The Boy Kings of Texas by Domingo Martinez

Domingo Martinez

Just finished reading The Boy Kings of Texas; A Memoir, by Domingo Martinez. I was left with an emotional roller coaster, for having attended High School in Brownsville in the late 1970s and early 80s – just like Domingo and his brother and sisters – I could not relate to anything that Martinez wrote about. And yet, it happened. While I attended a private Catholic High School, Domingo was buying marijuana right within his school grounds; so readily available.
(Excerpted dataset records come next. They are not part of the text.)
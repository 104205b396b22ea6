//! In-memory implementation of `AuditSink`.
//!
//! `InMemoryAuditLog` keeps the global chain in a `Vec` behind a `Mutex`.
//! The mutex is the single-writer serialization point for the chain tail:
//! reading the tail, hashing, and appending happen under one lock
//! acquisition, so two concurrent appends can never both link to the same
//! predecessor.
//!
//! The `AuditSink` surface is append-and-read only. The explicit
//! `try_update`/`try_delete` guards exist for callers that would otherwise
//! reach for a generic document-store mutation — they always fail with
//! `ImmutabilityViolation` and leave the entry untouched.

use std::sync::{Arc, Mutex, MutexGuard};

use chrono::Utc;
use tracing::info;

use kassa_contracts::{
    audit::{AuditEntry, AuditRecord, ChainVerification},
    error::{KassaError, KassaResult},
};
use kassa_core::traits::AuditSink;

use crate::chain::{canonicalize, hash_entry, verify_chain};

// ── Internal mutable state ────────────────────────────────────────────────────

/// The mutable interior of an `InMemoryAuditLog`.
pub(crate) struct LogState {
    /// All entries written so far, in append order.
    pub(crate) entries: Vec<AuditEntry>,

    /// The next sequence number to assign (starts at 0).
    pub(crate) sequence: u64,

    /// The `this_hash` of the last appended entry, or `GENESIS_HASH` before
    /// any entry exists.
    pub(crate) tail_hash: String,
}

// ── Public log ────────────────────────────────────────────────────────────────

/// An in-memory, append-only audit log backed by a global SHA-256 hash
/// chain.
///
/// Cloning is cheap and shares the underlying chain, so one handle can be
/// boxed into the ledger while another stays available for verification
/// and export.
#[derive(Clone)]
pub struct InMemoryAuditLog {
    pub(crate) state: Arc<Mutex<LogState>>,
}

impl Default for InMemoryAuditLog {
    fn default() -> Self {
        Self::new()
    }
}

impl InMemoryAuditLog {
    /// Create an empty log whose tail is the genesis sentinel, so the first
    /// entry's `prev_hash` is automatically correct.
    pub fn new() -> Self {
        let state = LogState {
            entries: Vec::new(),
            sequence: 0,
            tail_hash: AuditEntry::GENESIS_HASH.to_string(),
        };
        Self { state: Arc::new(Mutex::new(state)) }
    }

    fn lock(&self) -> KassaResult<MutexGuard<'_, LogState>> {
        self.state.lock().map_err(|e| KassaError::PersistenceError {
            reason: format!("audit log lock poisoned: {}", e),
        })
    }

    /// The current chain tail: the last entry's hash, or the genesis
    /// sentinel for an empty log.
    pub fn tail_hash(&self) -> KassaResult<String> {
        Ok(self.lock()?.tail_hash.clone())
    }

    /// Number of entries in the chain.
    pub fn len(&self) -> KassaResult<usize> {
        Ok(self.lock()?.entries.len())
    }

    pub fn is_empty(&self) -> KassaResult<bool> {
        Ok(self.lock()?.entries.is_empty())
    }

    /// Guard against in-place modification.
    ///
    /// Audit entries are immutable once appended; any attempted update is a
    /// bypass of the append-only contract and always fails. An unknown id
    /// fails with `NotFound` instead, so callers can tell the two apart.
    pub fn try_update(&self, entry_id: &uuid::Uuid, _payload: serde_json::Value) -> KassaResult<()> {
        let state = self.lock()?;
        if state.entries.iter().any(|e| &e.id == entry_id) {
            return Err(KassaError::ImmutabilityViolation {
                entry_id: entry_id.to_string(),
            });
        }
        Err(KassaError::NotFound { id: entry_id.to_string() })
    }

    /// Guard against deletion. Same contract as [`try_update`].
    ///
    /// [`try_update`]: InMemoryAuditLog::try_update
    pub fn try_delete(&self, entry_id: &uuid::Uuid) -> KassaResult<()> {
        let state = self.lock()?;
        if state.entries.iter().any(|e| &e.id == entry_id) {
            return Err(KassaError::ImmutabilityViolation {
                entry_id: entry_id.to_string(),
            });
        }
        Err(KassaError::NotFound { id: entry_id.to_string() })
    }

    /// Entries concerning one transaction, in chain order.
    pub fn entries_for(
        &self,
        transaction_id: &kassa_contracts::transaction::TransactionId,
    ) -> KassaResult<Vec<AuditEntry>> {
        let state = self.lock()?;
        Ok(state
            .entries
            .iter()
            .filter(|e| e.transaction_id.as_ref() == Some(transaction_id))
            .cloned()
            .collect())
    }
}

// ── AuditSink impl ────────────────────────────────────────────────────────────

impl AuditSink for InMemoryAuditLog {
    /// Append one record to the chain.
    ///
    /// Reads the tail, canonicalizes the record with its freshly assigned
    /// timestamp, computes `this_hash`, and appends — all under one lock,
    /// so the tail a writer links to is always the entry it follows.
    fn append(&self, record: &AuditRecord) -> KassaResult<AuditEntry> {
        let mut state = self.lock()?;

        let created_at = Utc::now();
        let prev_hash = state.tail_hash.clone();
        let sequence = state.sequence;

        let canonical = canonicalize(
            &record.actor_id,
            record.action,
            record.transaction_id.as_ref(),
            &record.payload,
            &created_at,
            sequence,
        )?;
        let this_hash = hash_entry(&prev_hash, &canonical);

        let entry = AuditEntry {
            id: uuid::Uuid::new_v4(),
            sequence,
            actor_id: record.actor_id.clone(),
            action: record.action,
            transaction_id: record.transaction_id.clone(),
            payload: record.payload.clone(),
            prev_hash,
            this_hash: this_hash.clone(),
            created_at,
        };

        state.entries.push(entry.clone());
        state.sequence += 1;
        state.tail_hash = this_hash;

        info!(
            action = %entry.action,
            sequence = entry.sequence,
            "audit entry appended"
        );

        Ok(entry)
    }

    fn read_all(&self) -> KassaResult<Vec<AuditEntry>> {
        Ok(self.lock()?.entries.clone())
    }

    fn verify(&self) -> KassaResult<ChainVerification> {
        let state = self.lock()?;
        verify_chain(&state.entries)
    }
}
Book Cover Designed by Diana Nuhn.

Book Cover Designed by Diana Nuhn.

I cannot say that I was shocked, but it was certainly an eye opener and a bit troubling. The tale of an intelligent and sensitive young man wrestling with  the man he was expected to be scarred Martinez who sought to please and live up to family tradition. His desire of assimilating into the American way of life, and what insatiably deterred him from this could have been a breaking point in his life. The book is so well written that it is no wonder it was a New York Times Bestseller, and a National Book Award Finalist. The Boy Kings of Texas – the king part deriving from the classic tune of “ El Rey” by Jose Alfredo Jimenez – will make you laugh, and dig through the memories of your own life in the Rio Grande Valley.

For those like me, who are interested in the culture of the Rio Grande Valley, this is a must read. I will not spoil the end, but it left me wanting more. Expecting a redemption that was slow in coming, or one that never showed its face at all. Martinez did drugs, quit college, and the foul language in his memoir triggered criticism among some readers. Overall it is a book I recommend for everybody especially those living in the Rio Grande Valley.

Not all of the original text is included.